Cleaning Off the Goop
March 8, 2004 6:08 AM   Subscribe

Possibly unanswerable question: I was working with this and I didn't wash it off fast enough with the right stuff. It's a polyurethane based gunk and I can't get it off my hands. Any tips on cleaning nasty, oil based, sticky, slippery goop off my hands now that it has dried? BTW, the truck looks great with it applied. :)
posted by ajpresto to Health & Fitness (7 answers total)
 
Try some of this family of cleaners, available in your local Home Despot.
posted by tomierna at 6:13 AM on March 8, 2004


Isopropyl may not remove all of the stuff at once, but it's a start. Turpentine's another option.
posted by Smart Dalek at 6:43 AM on March 8, 2004


I'm thinking you're really going to regret not wearing gloves.

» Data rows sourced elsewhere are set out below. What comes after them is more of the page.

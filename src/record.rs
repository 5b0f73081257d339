//! Search records and the boundary that produces them.
//!
//! Rows arrive loosely typed (the shape of a SQL export or an API dump) and
//! are converted into [`SearchRecord`] before anything else sees them. A row
//! that cannot be converted fails the whole load.

use std::{
    fs::File,
    io::Read,
    path::{Path, PathBuf},
};

use chrono::{DateTime, Duration, NaiveDateTime};
use serde::{Deserialize, Serialize};
use serde_json::Value;
use tracing::{debug, info};

use crate::error::{InsightError, Result};

/// One search issued against the storefront.
#[derive(Debug, Clone, PartialEq, Eq, Serialize, Deserialize)]
pub struct SearchRecord {
    pub query: String,
    pub result_count: u64,
    /// wall-clock time as recorded by the shop
    pub timestamp: NaiveDateTime,
}

/// A row as exported by the tracker table, before validation.
#[derive(Debug, Clone, Default, Deserialize)]
pub struct RawSearchRow {
    #[serde(default)]
    pub search_query: Value,
    #[serde(default)]
    pub results_count: Value,
    #[serde(default)]
    pub date_add: Value,
}

const TIMESTAMP_FORMATS: [&str; 4] = [
    "%Y-%m-%d %H:%M:%S",
    "%Y-%m-%dT%H:%M:%S",
    "%Y-%m-%d %H:%M:%S%.f",
    "%Y-%m-%dT%H:%M:%S%.f",
];

/// Parse `YYYY-MM-DD HH:MM:SS` (space or `T`, optional fraction) or RFC 3339.
/// RFC 3339 input keeps its wall-clock time; the offset is dropped.
pub fn parse_timestamp(raw: &str) -> Option<NaiveDateTime> {
    let raw = raw.trim();
    TIMESTAMP_FORMATS
        .iter()
        .find_map(|fmt| NaiveDateTime::parse_from_str(raw, fmt).ok())
        .or_else(|| DateTime::parse_from_rfc3339(raw).ok().map(|dt| dt.naive_local()))
}

impl SearchRecord {
    /// Validate one raw row. `row` is its position in the input, for errors.
    pub fn try_from_raw(row: usize, raw: &RawSearchRow) -> Result<Self> {
        let query = match &raw.search_query {
            Value::String(s) => s.clone(),
            Value::Null => return Err(InsightError::invalid_record(row, "missing search_query")),
            other => {
                return Err(InsightError::invalid_record(
                    row,
                    format!("search_query must be a string, got {other}"),
                ))
            }
        };

        let result_count = match &raw.results_count {
            Value::Number(n) => n.as_u64(),
            Value::String(s) => s.trim().parse::<u64>().ok(),
            _ => None,
        }
        .ok_or_else(|| {
            InsightError::invalid_record(
                row,
                format!("results_count must be a non-negative integer, got {}", raw.results_count),
            )
        })?;

        let timestamp = match &raw.date_add {
            Value::String(s) => parse_timestamp(s),
            _ => None,
        }
        .ok_or_else(|| InsightError::InvalidTimestamp {
            row,
            value: match &raw.date_add {
                Value::String(s) => s.clone(),
                other => other.to_string(),
            },
        })?;

        Ok(Self {
            query,
            result_count,
            timestamp,
        })
    }
}

/// Convert every row, failing on the first bad one.
pub fn parse_rows(rows: &[RawSearchRow]) -> Result<Vec<SearchRecord>> {
    rows.iter()
        .enumerate()
        .map(|(i, raw)| SearchRecord::try_from_raw(i, raw))
        .collect()
}

/// Trailing time window: everything at or after `now - days`.
#[derive(Debug, Clone, Copy, PartialEq, Eq)]
pub struct Window {
    pub now: NaiveDateTime,
    pub days: u32,
}

impl Window {
    pub fn new(now: NaiveDateTime, days: u32) -> Self {
        Self { now, days }
    }

    pub fn start(&self) -> NaiveDateTime {
        self.now
            .checked_sub_signed(Duration::days(i64::from(self.days)))
            .unwrap_or(NaiveDateTime::MIN)
    }

    #[inline]
    pub fn contains(&self, ts: &NaiveDateTime) -> bool {
        *ts >= self.start()
    }

    /// Keep records inside the window, in input order.
    pub fn filter(&self, records: Vec<SearchRecord>) -> Vec<SearchRecord> {
        let start = self.start();
        records.into_iter().filter(|r| r.timestamp >= start).collect()
    }
}

/// Supplies the records of one run.
pub trait RecordSource {
    fn fetch(&self, window: &Window) -> Result<Vec<SearchRecord>>;
}

/// Records already in memory.
#[derive(Debug, Clone, Default)]
pub struct MemorySource {
    pub records: Vec<SearchRecord>,
}

impl MemorySource {
    pub fn new(records: Vec<SearchRecord>) -> Self {
        Self { records }
    }
}

impl RecordSource for MemorySource {
    fn fetch(&self, window: &Window) -> Result<Vec<SearchRecord>> {
        Ok(window.filter(self.records.clone()))
    }
}

/// Rows exported to a JSON file: either one array of row objects or one
/// object per line.
#[derive(Debug, Clone)]
pub struct JsonFileSource {
    pub path: PathBuf,
}

impl JsonFileSource {
    pub fn new(path: impl AsRef<Path>) -> Self {
        Self {
            path: path.as_ref().to_path_buf(),
        }
    }

    fn read_rows(&self) -> Result<Vec<RawSearchRow>> {
        let mut text = String::new();
        File::open(&self.path)?.read_to_string(&mut text)?;
        if text.trim_start().starts_with('[') {
            return Ok(serde_json::from_str(&text)?);
        }
        text.lines()
            .filter(|l| !l.trim().is_empty())
            .map(|l| serde_json::from_str(l).map_err(InsightError::from))
            .collect()
    }
}

impl RecordSource for JsonFileSource {
    fn fetch(&self, window: &Window) -> Result<Vec<SearchRecord>> {
        let rows = self.read_rows()?;
        let total = rows.len();
        let records = window.filter(parse_rows(&rows)?);
        debug!(path = %self.path.display(), rows = total, "rows read");
        info!(
            records = records.len(),
            dropped = total - records.len(),
            window_days = window.days,
            "records loaded"
        );
        Ok(records)
    }
}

The other week I had a slow leak in a tire. Used some of that goop-injecting crud that seals slow leaks. Got it on my hands. Had crunchy nasty peeling itchy skin for about three weeks. Probably end up with finger cancer next. Ugh.

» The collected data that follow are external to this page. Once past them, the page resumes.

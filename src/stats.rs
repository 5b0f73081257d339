//! Headline numbers for the report: volume, failure rate, top queries and
//! the daily trend.

use std::collections::{BTreeMap, HashSet};

use chrono::NaiveDate;
use indexmap::IndexMap;
use serde::Serialize;

use crate::{
    error::{ensure_finite, Result},
    record::SearchRecord,
    temporal::TemporalSummary,
};

pub const PEAK_HOURS: usize = 5;

#[derive(Debug, Clone, PartialEq, Serialize)]
pub struct QueryCount {
    pub query: String,
    pub count: usize,
}

#[derive(Debug, Clone, PartialEq, Serialize)]
pub struct ZeroResultQuery {
    pub query: String,
    pub attempts: usize,
}

#[derive(Debug, Clone, PartialEq, Serialize)]
pub struct DailyCount {
    pub date: NaiveDate,
    pub searches: usize,
}

#[derive(Debug, Clone, PartialEq, Serialize)]
pub struct HourCount {
    pub hour: u32,
    pub searches: usize,
}

#[derive(Debug, Clone, PartialEq, Serialize)]
pub struct SearchSummary {
    pub total_searches: usize,
    /// distinct lowercased query strings
    pub unique_terms: usize,
    pub zero_result_searches: usize,
    /// zero_result_searches / total_searches, 0 when there are none
    pub zero_result_rate: f64,
    pub average_words_per_query: f64,
    pub top_searches: Vec<QueryCount>,
    pub top_zero_result_queries: Vec<ZeroResultQuery>,
    pub daily_trend: Vec<DailyCount>,
    pub peak_hours: Vec<HourCount>,
}

/// Occurrences per key, descending by count; ties keep first appearance.
fn ranked<'a, I>(keys: I, limit: usize) -> Vec<(&'a str, usize)>
where
    I: Iterator<Item = &'a str>,
{
    let mut counts: IndexMap<&str, usize> = IndexMap::new();
    for k in keys {
        *counts.entry(k).or_default() += 1;
    }
    let mut list: Vec<(&str, usize)> = counts.into_iter().collect();
    list.sort_by(|a, b| b.1.cmp(&a.1));
    list.truncate(limit);
    list
}

/// Build the summary section.
///
/// `temporal` must come from the same records; it supplies the peak hours.
pub fn summarize(
    records: &[SearchRecord],
    temporal: &TemporalSummary,
    top_searches_limit: usize,
    top_zero_results_limit: usize,
) -> Result<SearchSummary> {
    let total_searches = records.len();
    let zero_result_searches = records.iter().filter(|r| r.result_count == 0).count();
    let unique_terms = records
        .iter()
        .map(|r| r.query.to_lowercase())
        .collect::<HashSet<_>>()
        .len();

    let (zero_result_rate, average_words_per_query) = if total_searches == 0 {
        (0.0, 0.0)
    } else {
        let words: usize = records.iter().map(|r| r.query.split_whitespace().count()).sum();
        (
            ensure_finite("zero result rate", zero_result_searches as f64 / total_searches as f64)?,
            ensure_finite("average words per query", words as f64 / total_searches as f64)?,
        )
    };

    let top_searches = ranked(records.iter().map(|r| r.query.as_str()), top_searches_limit)
        .into_iter()
        .map(|(q, count)| QueryCount { query: q.to_string(), count })
        .collect();

    let top_zero_result_queries = ranked(
        records.iter().filter(|r| r.result_count == 0).map(|r| r.query.as_str()),
        top_zero_results_limit,
    )
    .into_iter()
    .map(|(q, attempts)| ZeroResultQuery { query: q.to_string(), attempts })
    .collect();

    let mut per_day: BTreeMap<NaiveDate, usize> = BTreeMap::new();
    for r in records {
        *per_day.entry(r.timestamp.date()).or_default() += 1;
    }
    let daily_trend = per_day
        .into_iter()
        .map(|(date, searches)| DailyCount { date, searches })
        .collect();

    let peak_hours = temporal
        .peak_hours(PEAK_HOURS)
        .into_iter()
        .map(|(hour, searches)| HourCount { hour, searches })
        .collect();

    Ok(SearchSummary {
        total_searches,
        unique_terms,
        zero_result_searches,
        zero_result_rate,
        average_words_per_query,
        top_searches,
        top_zero_result_queries,
        daily_trend,
        peak_hours,
    })
}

For many hand-cleaning tasks, I've found that citrus-based pumice cleaners do the trick really well.
posted by five fresh fish at 8:31 AM on March 8, 2004


Peanut butter really works - the oil acts as a mild solvent and the peanuts act as grit. Put a big dollop on your hands and keep working it. Wash the resulting mess off with soap and water. Rinse, lather, repeat.
posted by TimeFactor at 8:36 AM on March 8, 2004


Xq: I should think you can scrape it off with a plastic scraper.
posted by five fresh fish at 10:29 AM on March 8, 2004


I agree with XQUZZYPHYR: stay away from solvents. I work in a chem lab all day with fuels, solvents and the like. Oil-based solvents (thinners, varsol, diesel, kerosene, pet. ethers, acetone, even alcohols) are all terrible for your skin. May of these will cause "burns", damaging your skin. Even those that don't will dry out your skin causing at worst cracked skin (with weeping sores to follow) to flaking and chapping that will last for weeks. Solvents are bad news for skin. Use nitrile gloves (the green ones) if you work with petroleum- or oil-based materials. If you spill some on your hands wash with plenty of soap and water as soon as you can.

For cleaners in the labs, we use pumice hand cleaner cream, available in any hardware or auto parts store. If that doesn't take it off, you're best simply waiting for the skin to come off: one to three weeks.
posted by bonehead at 11:57 AM on March 8, 2004


So this explains why washing soaking my hands in mineral spirits on a mission trip to wash oil-based paint off my hands burned like a mad mo'fo'. Then, again, once the burning subsided from washing off the paint, nobody was left with scars or anything like that.